On April 10, the U.S. Securities and Exchange Commission (SEC) Division of Finance released a new staff opinion outlining how federal securities laws apply to the registration and issuance of Crypto-related securities.
The statement covers a range of topics, including how the company should present information on its business operations, token design, governance, technical specifications, and financial reporting.
While the document does not establish new regulations, it reflects the SEC staff’s current expectations on how companies should prepare filings. It also shows that the SEC has taken a more open attitude towards Crypto regulation under the new leadership.
Providing clearer guidance to registrants
The guidance focuses on filings under the Securities Act of 1933 and the Securities Exchange Act of 1934 and is intended to assist platform entities involved in token offerings or building on blockchain infrastructure.
These filings may include registration forms such as Form S-1 for public offerings, Form 10 for reporting companies, Form 20-F for foreign issuers, and Form 1-A for Regulation A exemptions.
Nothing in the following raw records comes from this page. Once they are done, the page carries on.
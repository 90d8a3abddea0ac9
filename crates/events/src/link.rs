//! Network link availability.
//!
//! Delivery paths ask [`LinkMonitor::is_up`] before touching the network
//! and skip the call when the link is down. The flag itself is maintained
//! elsewhere (the agent's TCP prober).

use std::sync::atomic::{AtomicBool, Ordering};
use std::sync::Arc;

/// Boolean "link available" query.
pub trait LinkMonitor: Send + Sync {
    fn is_up(&self) -> bool;
}

/// Shared, cheaply clonable link flag.
#[derive(Debug, Clone, Default)]
pub struct LinkFlag {
    up: Arc<AtomicBool>,
}

impl LinkFlag {
    /// Create a flag in the given initial state.
    pub fn new(up: bool) -> Self {
        Self {
            up: Arc::new(AtomicBool::new(up)),
        }
    }

    /// Record the latest link state. Returns the previous state.
    pub fn set(&self, up: bool) -> bool {
        self.up.swap(up, Ordering::AcqRel)
    }
}

impl LinkMonitor for LinkFlag {
    fn is_up(&self) -> bool {
        self.up.load(Ordering::Acquire)
    }
}
//! Notification dispatcher.
//!
//! Parks on the alert queue and, for each event, runs one complete
//! notification session through the configured [`Notifier`]. Failures are
//! logged with the notifier's reason and the event is discarded; nothing
//! is retried or re-queued. After every event the dispatcher pauses for
//! the configured cooldown, bounding the rate of outbound attempts.

use std::sync::Arc;
use std::time::Duration;

use motorwatch_core::AlertEvent;
use motorwatch_events::{AlertReceiver, LinkMonitor, Notifier};
use tokio_util::sync::CancellationToken;

/// Outcome of handling a single alert.
#[derive(Debug, Clone, PartialEq, Eq)]
pub enum DeliveryOutcome {
    Delivered,
    /// The notifier failed; carries its reason.
    Failed(String),
    /// The link was down so no session was attempted.
    SkippedLinkDown,
}

pub struct NotificationDispatcher {
    receiver: AlertReceiver,
    notifier: Arc<dyn Notifier>,
    link: Arc<dyn LinkMonitor>,
    cooldown: Duration,
}

impl NotificationDispatcher {
    pub fn new(
        receiver: AlertReceiver,
        notifier: Arc<dyn Notifier>,
        link: Arc<dyn LinkMonitor>,
        cooldown: Duration,
    ) -> Self {
        Self {
            receiver,
            notifier,
            link,
            cooldown,
        }
    }

    /// Run until cancelled or until every alert sender is dropped.
    pub async fn run(mut self, cancel: CancellationToken) {
        tracing::info!(
            cooldown_ms = self.cooldown.as_millis() as u64,
            "Notification dispatcher started"
        );

        loop {
            let alert = tokio::select! {
                _ = cancel.cancelled() => {
                    tracing::info!("Notification dispatcher shutting down");
                    break;
                }
                next = self.receiver.receive() => match next {
                    Some(alert) => alert,
                    None => {
                        tracing::info!("Alert queue closed, dispatcher shutting down");
                        break;
                    }
                },
            };

            self.handle(&alert).await;

            tokio::select! {
                _ = cancel.cancelled() => {
                    tracing::info!("Notification dispatcher shutting down");
                    break;
                }
                _ = tokio::time::sleep(self.cooldown) => {}
            }
        }
    }

    /// Deliver one alert, logging the outcome.
    pub async fn handle(&self, alert: &AlertEvent) -> DeliveryOutcome {
        if !self.link.is_up() {
            tracing::warn!(
                sensor = %alert.sensor_name(),
                value = alert.value(),
                "Link down, alert not delivered"
            );
            return DeliveryOutcome::SkippedLinkDown;
        }

        match self.notifier.deliver_alert(alert).await {
            Ok(()) => {
                tracing::info!(
                    sensor = %alert.sensor_name(),
                    value = alert.value(),
                    threshold = alert.threshold(),
                    "Alert delivered"
                );
                DeliveryOutcome::Delivered
            }
            Err(e) => {
                tracing::error!(
                    sensor = %alert.sensor_name(),
                    value = alert.value(),
                    error = %e,
                    "Alert delivery failed"
                );
                DeliveryOutcome::Failed(e.to_string())
            }
        }
    }
}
The company should clearly outline its revenue strategy, project milestones, and the technical framework behind any relevant digital assets. If the Crypto asset has a specific function in the business, such as supporting transactions, governance, or access services, this information must be described in plain language.
The SEC also expects these descriptions to be consistent with what is shared in promotional materials such as white papers and developer documentation.
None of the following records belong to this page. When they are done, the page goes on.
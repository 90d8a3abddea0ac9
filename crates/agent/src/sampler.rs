//! Periodic sample / evaluate / forward loop.
//!
//! [`Sampler::run`] ticks once per sampling period. Each tick
//! ([`Sampler::sample`]) reads both sensors, overwrites the shared state,
//! runs the edge-triggered evaluator and offers any resulting alert to the
//! alert queue without waiting. The readings are then offered, again
//! without waiting, to a single forwarding task that submits batches in
//! tick order. A slow ingestion endpoint never delays the next tick: once
//! [`FORWARD_BACKLOG`] batches are pending, newer batches are dropped.
//! Batches still pending at shutdown are discarded and counted in the log.

use std::sync::Arc;
use std::time::Duration;

use motorwatch_core::reading::INVALID_TEMPERATURE_C;
use motorwatch_core::{AlertEvaluator, Reading, SensorChannel, SharedStateStore, Thresholds};
use motorwatch_events::{AlertSender, Forwarder, LinkMonitor};
use tokio::sync::mpsc;
use tokio::sync::mpsc::error::TrySendError;
use tokio::time::MissedTickBehavior;
use tokio_util::sync::CancellationToken;

use crate::sensors::SensorSource;

/// Cycles' worth of readings that may wait for the forwarding task.
pub const FORWARD_BACKLOG: usize = 4;

/// What happened to the alert decision in one cycle.
#[derive(Debug, Clone, Copy, PartialEq, Eq)]
pub enum AlertDisposition {
    /// No new crossing this cycle.
    None,
    /// A crossing was detected and the event was queued.
    Enqueued,
    /// A crossing was detected but the queue rejected the event.
    Dropped,
}

/// Result of a single sampling cycle.
#[derive(Debug, Clone)]
pub struct Cycle {
    /// `None` when the temperature probe reported a fault.
    pub temperature: Option<f32>,
    pub current: f32,
    pub temperature_alert: bool,
    pub current_alert: bool,
    pub alert: AlertDisposition,
    /// Readings to forward: current always, temperature only when valid.
    pub readings: Vec<Reading>,
}

/// Static sampler settings.
#[derive(Debug, Clone)]
pub struct SamplerSettings {
    pub interval: Duration,
    pub thresholds: Thresholds,
    pub temperature: SensorChannel,
    pub current: SensorChannel,
}

/// Sampler/evaluator state owned by the sampling task.
pub struct Sampler {
    settings: SamplerSettings,
    sensors: Box<dyn SensorSource>,
    evaluator: AlertEvaluator,
    state: Arc<SharedStateStore>,
    alerts: AlertSender,
    forwarder: Arc<dyn Forwarder>,
    link: Arc<dyn LinkMonitor>,
}

impl Sampler {
    pub fn new(
        settings: SamplerSettings,
        sensors: Box<dyn SensorSource>,
        state: Arc<SharedStateStore>,
        alerts: AlertSender,
        forwarder: Arc<dyn Forwarder>,
        link: Arc<dyn LinkMonitor>,
    ) -> Self {
        let evaluator = AlertEvaluator::new(
            settings.thresholds,
            settings.temperature.clone(),
            settings.current.clone(),
        );
        Self {
            settings,
            sensors,
            evaluator,
            state,
            alerts,
            forwarder,
            link,
        }
    }

    pub fn evaluator(&self) -> &AlertEvaluator {
        &self.evaluator
    }

    /// Run until `cancel` fires, sampling once per configured interval.
    pub async fn run(mut self, cancel: CancellationToken) {
        let mut ticker = tokio::time::interval(self.settings.interval);
        ticker.set_missed_tick_behavior(MissedTickBehavior::Delay);

        tracing::info!(
            interval_ms = self.settings.interval.as_millis() as u64,
            temp_threshold = self.settings.thresholds.temperature_c,
            current_threshold = self.settings.thresholds.current_a,
            queue_capacity = self.alerts.capacity(),
            "Sampler started",
        );

        let (batches, pending) = mpsc::channel(FORWARD_BACKLOG);
        let forward_handle = tokio::spawn(forward_loop(
            Arc::clone(&self.forwarder),
            Arc::clone(&self.link),
            pending,
            cancel.clone(),
        ));

        loop {
            tokio::select! {
                _ = cancel.cancelled() => {
                    tracing::info!("Sampler shutting down");
                    break;
                }
                _ = ticker.tick() => {
                    let cycle = self.sample();
                    match batches.try_send(cycle.readings) {
                        Ok(()) => {}
                        Err(TrySendError::Full(_)) => {
                            tracing::warn!(
                                backlog = FORWARD_BACKLOG,
                                "Forwarding backlog full, dropping readings"
                            );
                        }
                        Err(TrySendError::Closed(_)) => {
                            tracing::warn!("Forwarding task gone, dropping readings");
                        }
                    }
                }
            }
        }

        drop(batches);
        if let Err(e) = forward_handle.await {
            tracing::error!(error = %e, "Forwarding task failed");
        }
    }

    /// One sampling cycle, without forwarding. Performs no network I/O.
    pub fn sample(&mut self) -> Cycle {
        let temperature = self.sensors.read_temperature();
        let current = self.sensors.read_current();

        self.state
            .write(temperature.unwrap_or(INVALID_TEMPERATURE_C), current);

        let evaluation = self.evaluator.evaluate(temperature, current);
        let alert = match evaluation.event {
            None => AlertDisposition::None,
            Some(event) => {
                tracing::info!(
                    sensor = %event.sensor_name(),
                    value = event.value(),
                    threshold = event.threshold(),
                    "Threshold crossed, raising alert"
                );
                if self.alerts.try_send(event) {
                    AlertDisposition::Enqueued
                } else {
                    AlertDisposition::Dropped
                }
            }
        };

        let mut readings = Vec::with_capacity(2);
        match temperature {
            Some(t) => readings.push(self.settings.temperature.reading(t)),
            None => tracing::warn!(
                sensor = %self.settings.temperature.id,
                "Invalid temperature reading, skipping"
            ),
        }
        readings.push(self.settings.current.reading(current));

        tracing::debug!(
            temperature = ?temperature,
            current,
            latch_armed = self.evaluator.latch().is_armed(),
            "Sample taken"
        );

        Cycle {
            temperature,
            current,
            temperature_alert: evaluation.temperature_alert,
            current_alert: evaluation.current_alert,
            alert,
            readings,
        }
    }
}

/// Drain reading batches in arrival order until cancelled or the sampler
/// drops its sender.
async fn forward_loop(
    forwarder: Arc<dyn Forwarder>,
    link: Arc<dyn LinkMonitor>,
    mut pending: mpsc::Receiver<Vec<Reading>>,
    cancel: CancellationToken,
) {
    loop {
        let batch = tokio::select! {
            _ = cancel.cancelled() => break,
            next = pending.recv() => match next {
                Some(batch) => batch,
                None => return,
            },
        };
        tokio::select! {
            _ = cancel.cancelled() => {
                tracing::warn!(readings = batch.len(), "Shutdown interrupted forwarding");
                break;
            }
            _ = forward_readings(forwarder.as_ref(), link.as_ref(), &batch) => {}
        }
    }

    if !pending.is_empty() {
        tracing::warn!(batches = pending.len(), "Discarding unforwarded readings at shutdown");
    }
}

/// Submit each reading once. Returns how many were accepted.
///
/// Readings are skipped while the link is down; failures are logged and
/// never retried.
pub async fn forward_readings(
    forwarder: &dyn Forwarder,
    link: &dyn LinkMonitor,
    readings: &[Reading],
) -> usize {
    let mut accepted = 0;
    for reading in readings {
        if !link.is_up() {
            tracing::warn!(sensor = %reading.sensor_id, "Link down, reading not forwarded");
            continue;
        }
        match forwarder.forward_reading(reading).await {
            Ok(()) => accepted += 1,
            Err(e) => {
                tracing::error!(
                    sensor = %reading.sensor_id,
                    value = reading.value,
                    error = %e,
                    "Failed to forward reading"
                );
            }
        }
    }
    accepted
}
If development is still ongoing, the statement recommends that the company outline key milestones, expected timelines, funding sources, and any role the token or network will play upon launch.
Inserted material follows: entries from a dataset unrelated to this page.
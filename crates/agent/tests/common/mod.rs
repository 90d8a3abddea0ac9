//! In-memory collaborators shared by the agent integration tests.

#![allow(dead_code)]

use std::collections::VecDeque;
use std::sync::atomic::{AtomicBool, Ordering};
use std::sync::{Arc, Mutex};
use std::time::Duration;

use async_trait::async_trait;
use motorwatch_agent::sampler::{Sampler, SamplerSettings};
use motorwatch_agent::sensors::SensorSource;
use motorwatch_core::reading::{DEFAULT_CURRENT_SENSOR_ID, DEFAULT_TEMP_SENSOR_ID};
use motorwatch_core::{AlertEvent, Reading, SensorChannel, SharedStateStore, Thresholds};
use motorwatch_events::{
    AlertSender, Forwarder, IngestError, LinkFlag, LinkMonitor, Notifier, NotifyError,
};
use tokio::sync::Notify;
use tokio::time::Instant;

// ---------------------------------------------------------------------------
// Sensors
// ---------------------------------------------------------------------------

/// Replays a fixed series of readings, repeating the last pair when
/// exhausted.
pub struct ScriptedSensors {
    temperatures: VecDeque<Option<f32>>,
    currents: VecDeque<f32>,
    last_temperature: Option<f32>,
    last_current: f32,
}

impl ScriptedSensors {
    pub fn new(temperatures: &[Option<f32>], currents: &[f32]) -> Self {
        Self {
            temperatures: temperatures.iter().copied().collect(),
            currents: currents.iter().copied().collect(),
            last_temperature: Some(20.0),
            last_current: 0.0,
        }
    }

    /// Temperature series with zero current throughout.
    pub fn temperatures(temps: &[f32]) -> Self {
        let temps: Vec<_> = temps.iter().copied().map(Some).collect();
        Self::new(&temps, &[])
    }
}

impl SensorSource for ScriptedSensors {
    fn read_temperature(&mut self) -> Option<f32> {
        if let Some(next) = self.temperatures.pop_front() {
            self.last_temperature = next;
        }
        self.last_temperature
    }

    fn read_current(&mut self) -> f32 {
        if let Some(next) = self.currents.pop_front() {
            self.last_current = next;
        }
        self.last_current
    }
}

// ---------------------------------------------------------------------------
// Forwarder
// ---------------------------------------------------------------------------

/// Records every reading it is given; optionally fails every call or
/// stalls before answering.
#[derive(Default)]
pub struct RecordingForwarder {
    pub readings: Mutex<Vec<Reading>>,
    pub fail: bool,
    pub delay: Duration,
}

impl RecordingForwarder {
    pub fn failing() -> Self {
        Self {
            fail: true,
            ..Self::default()
        }
    }

    pub fn slow(delay: Duration) -> Self {
        Self {
            delay,
            ..Self::default()
        }
    }

    pub fn values(&self, sensor_id: &str) -> Vec<f32> {
        self.readings
            .lock()
            .unwrap()
            .iter()
            .filter(|r| r.sensor_id.as_str() == sensor_id)
            .map(|r| r.value)
            .collect()
    }

    pub fn sensor_ids(&self) -> Vec<String> {
        self.readings
            .lock()
            .unwrap()
            .iter()
            .map(|r| r.sensor_id.to_string())
            .collect()
    }
}

#[async_trait]
impl Forwarder for RecordingForwarder {
    async fn forward_reading(&self, reading: &Reading) -> Result<(), IngestError> {
        if !self.delay.is_zero() {
            tokio::time::sleep(self.delay).await;
        }
        self.readings.lock().unwrap().push(reading.clone());
        if self.fail {
            return Err(IngestError::HttpStatus {
                status: 503,
                body: "unavailable".to_string(),
            });
        }
        Ok(())
    }
}

// ---------------------------------------------------------------------------
// Notifiers
// ---------------------------------------------------------------------------

/// Records every alert; optionally fails with a fixed reason.
#[derive(Default)]
pub struct RecordingNotifier {
    pub delivered: Mutex<Vec<AlertEvent>>,
    /// When each delivery started, on the tokio clock.
    pub started_at: Mutex<Vec<Instant>>,
    pub fail_with: Option<String>,
}

impl RecordingNotifier {
    pub fn failing(reason: &str) -> Self {
        Self {
            fail_with: Some(reason.to_string()),
            ..Self::default()
        }
    }

    pub fn count(&self) -> usize {
        self.delivered.lock().unwrap().len()
    }
}

#[async_trait]
impl Notifier for RecordingNotifier {
    async fn deliver_alert(&self, alert: &AlertEvent) -> Result<(), NotifyError> {
        self.started_at.lock().unwrap().push(Instant::now());
        self.delivered.lock().unwrap().push(alert.clone());
        match &self.fail_with {
            Some(reason) => Err(NotifyError::Connect(reason.clone())),
            None => Ok(()),
        }
    }
}

/// Blocks inside its first delivery until released, simulating a slow
/// SMTP handshake.
#[derive(Default)]
pub struct GatedNotifier {
    pub started: Notify,
    pub release: Notify,
    first_done: AtomicBool,
    pub delivered_values: Mutex<Vec<f32>>,
}

#[async_trait]
impl Notifier for GatedNotifier {
    async fn deliver_alert(&self, alert: &AlertEvent) -> Result<(), NotifyError> {
        if !self.first_done.swap(true, Ordering::SeqCst) {
            self.started.notify_one();
            self.release.notified().await;
        }
        self.delivered_values.lock().unwrap().push(alert.value());
        Ok(())
    }
}

// ---------------------------------------------------------------------------
// Builders
// ---------------------------------------------------------------------------

pub fn settings(interval: Duration) -> SamplerSettings {
    SamplerSettings {
        interval,
        thresholds: Thresholds {
            temperature_c: 25.0,
            current_a: 0.3,
        },
        temperature: SensorChannel::temperature(DEFAULT_TEMP_SENSOR_ID).unwrap(),
        current: SensorChannel::current(DEFAULT_CURRENT_SENSOR_ID).unwrap(),
    }
}

pub fn link_up() -> Arc<dyn LinkMonitor> {
    Arc::new(LinkFlag::new(true))
}

pub fn sampler(
    sensors: ScriptedSensors,
    alerts: AlertSender,
    forwarder: Arc<RecordingForwarder>,
) -> (Sampler, Arc<SharedStateStore>) {
    let state = Arc::new(SharedStateStore::new());
    let sampler = Sampler::new(
        settings(Duration::from_millis(10)),
        Box::new(sensors),
        Arc::clone(&state),
        alerts,
        forwarder,
        link_up(),
    );
    (sampler, state)
}

pub fn alert(value: f32) -> AlertEvent {
    let channel = SensorChannel::temperature(DEFAULT_TEMP_SENSOR_ID).unwrap();
    AlertEvent::new(channel.id, value, channel.unit, 25.0)
}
This includes an explanation of the consensus mechanism, transaction fees, and whether the network uses open source or proprietary software.
Disclosure requirements
The SEC also outlined expectations for disclosure of investment risks, including token volatility, liquidity limitations, legal classification, and security vulnerabilities.
For example, if the company’s business model relies on a third-party blockchain or other external network, those dependencies should be described. The same applies to any arrangements with market makers or custodians.
Issuers must disclose whether the tokens have voting rights, profit-sharing mechanisms or redemption procedures, and how those rights can be conveyed or modified. The document also requires details on how the tokens are created, whether the supply is fixed, and whether vesting or lock-up periods apply.
If a smart contract controls the behavior of the token, the code must be submitted as an attachment, and any updates to it should be reflected in future amendments. In addition, the company must describe how token ownership is tracked, the tools required to transfer assets, and any fees associated with these transfers.
Companies must also disclose information about leadership and key personnel, including individuals or entities that may play a central role in decision-making but do not hold a formal title. For trusts or exchange-traded products, disclosures should include information about the sponsor and its officers.
Financial disclosures must follow established accounting standards, and the SEC encourages companies facing new types of reporting situations to consult with their chief accounting office.
Although the staff guidance is non-binding, it provides a reference point for crypto-related entities during the registration process. It reflects the SEC’s growing focus on the crypto market as more companies seek to operate in the public markets and raise funds through blockchain-based products.